Dans un des textes d’«Attirances», Joan Nestle, fem revendiquée, explique comment les autres lesbiennes «nous taxent de traîtres parce que nous avons l’air de porter les vêtements de l’ennemi. J’ai peur du jugement de ma propre communauté.» Cependant dans les années 50, son allure fem lui a permis «d’aller en territoire ennemi pour survivre économiquement». Dans l’Amérique maccarthyste, le gouvernement martelait la normalité, le mariage et la maternité. Les femmes célibataires qui travaillaient étaient mal vues. Si les butchs étaient employées dans les usines, les fems étaient prostituées ou alors occupaient des emplois de bureau mal payés.
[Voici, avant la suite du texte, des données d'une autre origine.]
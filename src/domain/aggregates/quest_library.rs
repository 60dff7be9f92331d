//! Quest library aggregate - every quest collection the tool tracks
//!
//! All mutations go through this aggregate so the cross-collection rules
//! hold in one place: deleting a saved quest also drops its favorite mark
//! and the current selection, the history never exceeds its cap, and the
//! generated batch is always replaced wholesale.

use serde::{Deserialize, Serialize};

use crate::domain::entities::{Quest, QuestTemplate};
use crate::domain::value_objects::{GenerationParams, QuestId, TemplateId};

/// Most recent generations kept in the history, oldest evicted first.
pub const HISTORY_CAP: usize = 100;

/// Aggregate root over the generated batch, the current selection, and
/// the saved/history/favorites/templates collections.
#[derive(Debug, Clone)]
pub struct QuestLibrary {
    generated: Vec<Quest>,
    current: Option<Quest>,
    saved: Vec<Quest>,
    history: Vec<Quest>,
    favorites: Vec<QuestId>,
    templates: Vec<QuestTemplate>,
    params: GenerationParams,
}

impl Default for QuestLibrary {
    fn default() -> Self {
        Self::from_persisted(PersistedLibrary::default())
    }
}

impl QuestLibrary {
    pub fn new() -> Self {
        Self::default()
    }

    /// Rebuild a library from its persisted subset. The generated batch
    /// and current selection are session-only and start empty.
    pub fn from_persisted(persisted: PersistedLibrary) -> Self {
        Self {
            generated: Vec::new(),
            current: None,
            saved: persisted.saved_quests,
            history: persisted.quest_history,
            favorites: persisted.favorites,
            templates: persisted.templates,
            params: persisted.generation_params,
        }
    }

    /// The durable subset of this library.
    pub fn to_persisted(&self) -> PersistedLibrary {
        PersistedLibrary {
            saved_quests: self.saved.clone(),
            quest_history: self.history.clone(),
            favorites: self.favorites.clone(),
            templates: self.templates.clone(),
            generation_params: self.params.clone(),
        }
    }

    pub fn generated(&self) -> &[Quest] {
        &self.generated
    }

    pub fn current(&self) -> Option<&Quest> {
        self.current.as_ref()
    }

    pub fn saved(&self) -> &[Quest] {
        &self.saved
    }

    pub fn history(&self) -> &[Quest] {
        &self.history
    }

    pub fn favorites(&self) -> &[QuestId] {
        &self.favorites
    }

    pub fn templates(&self) -> &[QuestTemplate] {
        &self.templates
    }

    pub fn params(&self) -> &GenerationParams {
        &self.params
    }

    /// Replace the generated batch wholesale, select the first quest as
    /// current, and prepend the batch to the history.
    pub fn record_generated(&mut self, quests: Vec<Quest>) {
        self.current = quests.first().cloned();
        let mut history = quests.clone();
        history.append(&mut self.history);
        history.truncate(HISTORY_CAP);
        self.history = history;
        self.generated = quests;
    }

    pub fn clear_generated(&mut self) {
        self.generated.clear();
        self.current = None;
    }

    pub fn set_current(&mut self, quest: Option<Quest>) {
        self.current = quest;
    }

    pub fn set_params(&mut self, params: GenerationParams) {
        self.params = params;
    }

    /// Upsert into the saved collection: an existing quest with the same
    /// id is replaced in place, otherwise the quest is appended.
    pub fn save(&mut self, quest: Quest) {
        match self.saved.iter_mut().find(|q| q.id == quest.id) {
            Some(existing) => *existing = quest,
            None => self.saved.push(quest),
        }
    }

    /// Remove a saved quest. Its favorite mark and the current selection
    /// (when it points at the same id) are dropped too.
    pub fn delete(&mut self, id: QuestId) -> Option<Quest> {
        self.favorites.retain(|fav| *fav != id);
        if self.current.as_ref().is_some_and(|q| q.id == id) {
            self.current = None;
        }
        let position = self.saved.iter().position(|q| q.id == id)?;
        Some(self.saved.remove(position))
    }

    /// Copy `quest` into the saved collection under a fresh identity and
    /// select the copy as current.
    pub fn duplicate(&mut self, quest: &Quest) -> Quest {
        let copy = quest.duplicated();
        self.saved.push(copy.clone());
        self.current = Some(copy.clone());
        copy
    }

    pub fn add_favorite(&mut self, id: QuestId) {
        if !self.favorites.contains(&id) {
            self.favorites.push(id);
        }
    }

    pub fn remove_favorite(&mut self, id: QuestId) {
        self.favorites.retain(|fav| *fav != id);
    }

    pub fn is_favorite(&self, id: QuestId) -> bool {
        self.favorites.contains(&id)
    }

    pub fn add_template(&mut self, template: QuestTemplate) {
        self.templates.push(template);
    }

    pub fn delete_template(&mut self, id: TemplateId) -> Option<QuestTemplate> {
        let position = self.templates.iter().position(|t| t.id == id)?;
        Some(self.templates.remove(position))
    }

    pub fn find_template(&self, id: TemplateId) -> Option<&QuestTemplate> {
        self.templates.iter().find(|t| t.id == id)
    }

    pub fn clear_history(&mut self) {
        self.history.clear();
    }

    /// Look a quest up across collections: saved first, then history,
    /// then the generated batch.
    pub fn find_quest(&self, id: QuestId) -> Option<&Quest> {
        self.saved
            .iter()
            .find(|q| q.id == id)
            .or_else(|| self.history.iter().find(|q| q.id == id))
            .or_else(|| self.generated.iter().find(|q| q.id == id))
    }

    /// Merge quests into the saved collection, skipping ids that are
    /// already saved. Returns how many were added.
    pub fn import(&mut self, quests: Vec<Quest>) -> usize {
        let mut added = 0;
        for quest in quests {
            if self.saved.iter().any(|q| q.id == quest.id) {
                continue;
            }
            self.saved.push(quest);
            added += 1;
        }
        added
    }

    /// Empty every collection. Generation parameters are kept.
    pub fn clear_all(&mut self) {
        self.generated.clear();
        self.current = None;
        self.saved.clear();
        self.history.clear();
        self.favorites.clear();
        self.templates.clear();
    }
}

/// The durable slice of the library, shaped for the storage namespace.
#[derive(Debug, Clone, Serialize, Deserialize)]
#[serde(rename_all = "camelCase", default)]
pub struct PersistedLibrary {
    pub saved_quests: Vec<Quest>,
    pub quest_history: Vec<Quest>,
    pub favorites: Vec<QuestId>,
    pub templates: Vec<QuestTemplate>,
    pub generation_params: GenerationParams,
}

impl Default for PersistedLibrary {
    fn default() -> Self {
        Self {
            saved_quests: Vec::new(),
            quest_history: Vec::new(),
            favorites: Vec::new(),
            templates: Vec::new(),
            // Freshly seeded libraries generate with both extras enabled.
            generation_params: GenerationParams::default()
                .with_complications(true)
                .with_secondary_objectives(true),
        }
    }
}

#[cfg(test)]
mod tests {
    use chrono::Utc;

    use super::*;
    use crate::domain::entities::QuestDetails;
    use crate::domain::value_objects::{Constraint, Difficulty, QuestLength, QuestType};

    fn sample_quest(title: &str) -> Quest {
        Quest {
            id: QuestId::new(),
            title: title.to_string(),
            difficulty: Difficulty::Medium,
            length: QuestLength::Short,
            description: "New lands await discovery.".to_string(),
            primary_objective: format!("Explore and map the {}", title),
            secondary_objectives: None,
            is_advanced: false,
            main_element: title.to_string(),
            rewards: Vec::new(),
            complications: Vec::new(),
            estimated_duration: "1-2 hours".to_string(),
            created_at: Utc::now(),
            details: QuestDetails::Exploration {
                location: title.to_string(),
            },
        }
    }

    #[test]
    fn record_generated_selects_first_and_prepends_history() {
        let mut library = QuestLibrary::new();
        let first = sample_quest("Crystal Caverns");
        let second = sample_quest("Darkwood Forest");

        library.record_generated(vec![first.clone(), second.clone()]);
        library.record_generated(vec![sample_quest("Frostpeak Mountains")]);

        assert_eq!(library.generated().len(), 1);
        assert_eq!(library.current().map(|q| &q.title).unwrap(), "Frostpeak Mountains");
        assert_eq!(library.history().len(), 3);
        assert_eq!(library.history()[0].title, "Frostpeak Mountains");
        assert_eq!(library.history()[1].id, first.id);
        assert_eq!(library.history()[2].id, second.id);
    }

    #[test]
    fn history_is_capped_at_one_hundred() {
        let mut library = QuestLibrary::new();
        for i in 0..(HISTORY_CAP + 20) {
            library.record_generated(vec![sample_quest(&format!("Location {}", i))]);
        }

        assert_eq!(library.history().len(), HISTORY_CAP);
        // Newest stays, oldest was evicted.
        assert_eq!(
            library.history()[0].title,
            format!("Location {}", HISTORY_CAP + 19)
        );
    }

    #[test]
    fn clear_generated_drops_batch_and_selection_but_not_history() {
        let mut library = QuestLibrary::new();
        library.record_generated(vec![sample_quest("Crystal Caverns")]);

        library.clear_generated();

        assert!(library.generated().is_empty());
        assert!(library.current().is_none());
        assert_eq!(library.history().len(), 1);
    }

    #[test]
    fn save_upserts_by_id() {
        let mut library = QuestLibrary::new();
        let mut quest = sample_quest("Crystal Caverns");
        library.save(quest.clone());

        quest.title = "Crystal Caverns, revisited".to_string();
        library.save(quest.clone());

        assert_eq!(library.saved().len(), 1);
        assert_eq!(library.saved()[0].title, "Crystal Caverns, revisited");
    }

    #[test]
    fn delete_drops_favorite_mark_and_current_selection() {
        let mut library = QuestLibrary::new();
        let quest = sample_quest("Crystal Caverns");
        library.save(quest.clone());
        library.add_favorite(quest.id);
        library.set_current(Some(quest.clone()));

        let removed = library.delete(quest.id);

        assert!(removed.is_some());
        assert!(library.saved().is_empty());
        assert!(!library.is_favorite(quest.id));
        assert!(library.current().is_none());
    }

    #[test]
    fn delete_of_unknown_id_is_a_no_op() {
        let mut library = QuestLibrary::new();
        library.save(sample_quest("Crystal Caverns"));

        assert!(library.delete(QuestId::new()).is_none());
        assert_eq!(library.saved().len(), 1);
    }

    #[test]
    fn duplicate_saves_a_fresh_copy_and_selects_it() {
        let mut library = QuestLibrary::new();
        let quest = sample_quest("Crystal Caverns");
        library.save(quest.clone());

        let copy = library.duplicate(&quest);

        assert_ne!(copy.id, quest.id);
        assert_eq!(library.saved().len(), 2);
        assert_eq!(library.current().map(|q| q.id), Some(copy.id));
        assert_eq!(copy.title, "Crystal Caverns (Copy)");
    }

    #[test]
    fn favorites_are_idempotent() {
        let mut library = QuestLibrary::new();
        let id = QuestId::new();

        library.add_favorite(id);
        library.add_favorite(id);
        assert_eq!(library.favorites().len(), 1);

        library.remove_favorite(id);
        library.remove_favorite(id);
        assert!(library.favorites().is_empty());
    }

    #[test]
    fn find_quest_prefers_saved_over_history_over_generated() {
        let mut library = QuestLibrary::new();
        let generated = sample_quest("Darkwood Forest");
        library.record_generated(vec![generated.clone()]);
        // The same generation is now in both history and the batch.
        assert_eq!(library.find_quest(generated.id).map(|q| q.id), Some(generated.id));

        let saved = sample_quest("Crystal Caverns");
        library.save(saved.clone());
        assert_eq!(library.find_quest(saved.id).map(|q| q.id), Some(saved.id));
        assert!(library.find_quest(QuestId::new()).is_none());
    }

    #[test]
    fn import_skips_quests_already_saved() {
        let mut library = QuestLibrary::new();
        let existing = sample_quest("Crystal Caverns");
        library.save(existing.clone());

        let incoming = vec![existing.clone(), sample_quest("Darkwood Forest")];
        let added = library.import(incoming);

        assert_eq!(added, 1);
        assert_eq!(library.saved().len(), 2);
    }

    #[test]
    fn clear_all_keeps_generation_params() {
        let mut library = QuestLibrary::new();
        let params = GenerationParams::default().with_quest_type(QuestType::Rescue);
        library.set_params(params.clone());
        library.save(sample_quest("Crystal Caverns"));
        library.record_generated(vec![sample_quest("Darkwood Forest")]);

        library.clear_all();

        assert!(library.saved().is_empty());
        assert!(library.history().is_empty());
        assert!(library.generated().is_empty());
        assert!(library.current().is_none());
        assert_eq!(library.params(), &params);
    }

    #[test]
    fn persisted_subset_excludes_session_state() {
        let mut library = QuestLibrary::new();
        library.record_generated(vec![sample_quest("Darkwood Forest")]);
        library.save(sample_quest("Crystal Caverns"));

        let persisted = library.to_persisted();
        assert_eq!(persisted.saved_quests.len(), 1);
        assert_eq!(persisted.quest_history.len(), 1);

        let restored = QuestLibrary::from_persisted(persisted);
        assert!(restored.generated().is_empty());
        assert!(restored.current().is_none());
        assert_eq!(restored.saved().len(), 1);
    }

    #[test]
    fn empty_persisted_document_rehydrates_with_seeded_params() {
        let persisted: PersistedLibrary = serde_json::from_str("{}").unwrap();
        let library = QuestLibrary::from_persisted(persisted);

        assert!(library.params().include_complications);
        assert!(library.params().include_secondary_objectives);
        assert_eq!(library.params().quest_type, Constraint::Random);
    }

    #[test]
    fn persisted_library_uses_storage_key_names() {
        let persisted = QuestLibrary::new().to_persisted();
        let json = serde_json::to_value(&persisted).unwrap();

        assert!(json.get("savedQuests").is_some());
        assert!(json.get("questHistory").is_some());
        assert!(json.get("favorites").is_some());
        assert!(json.get("templates").is_some());
        assert!(json.get("generationParams").is_some());
    }
}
Joan Nestle conclut: «Et quand des butchs et des fems sortaient ensemble, personne ne pouvait accuser une fem de passer pour hétéro.»

Pour Christine Lemoine, «se définir comme fem n’est pas se soumettre au conditionnement imposé aux femmes. Il s’agit avant tout d’une dynamique érotique propre aux lesbiennes. Les fems comme toutes les autres lesbiennes ne sont pas disponibles au sexe mâle».

La sociologue Marie-Hélène Bourcier rappelle «la mise au pas des butchs» dans les années 70 et 80 par les féministes y compris les féministes lesbiennes (précisons que ces dernières constituaient à 80% le gros des troupes du féminisme). Celles-ci dénoncèrent la relation butch/fem comme une imitation du couple homme/femme. Le féminisme prône le retour à la femme sans rien de masculin. Au contraire, la butch, comme la fem, démontrent la discordance possible entre sexe et genre. Bourcier, Preciado et d’autres insistent sur le fait que le couple lesbien, a fortiori le couple butch/fem, ne se calque pas sur le modèle hétéro; il ne le détourne pas non plus et ne se définit pas nécessairement par rapport à lui. Il s’ancre dans une démarche volontaire d’une construction identitaire.

La théorie butch/fem renvoie en effet aux mécanismes de l’identité qu’on définit par la sexualité et les rapports de pouvoir. Leslea Newman, fem confirmée, interrogée sur ce point, ne s’y trompe pas et considère «l’expression de ma sexualité face à la société comme étant très politique».

Quant au système érotique butch/fem, pour Bourcier, «il ne reprend pas la répartition des pratiques sexuelles hétéro et s’articule autour d’une dissociation entre genre et pratiques». Par exemple, la stone butch (butch froide) refuse de se faire toucher et n’a pas forcément pour but son propre orgasme, mais celui de sa partenaire.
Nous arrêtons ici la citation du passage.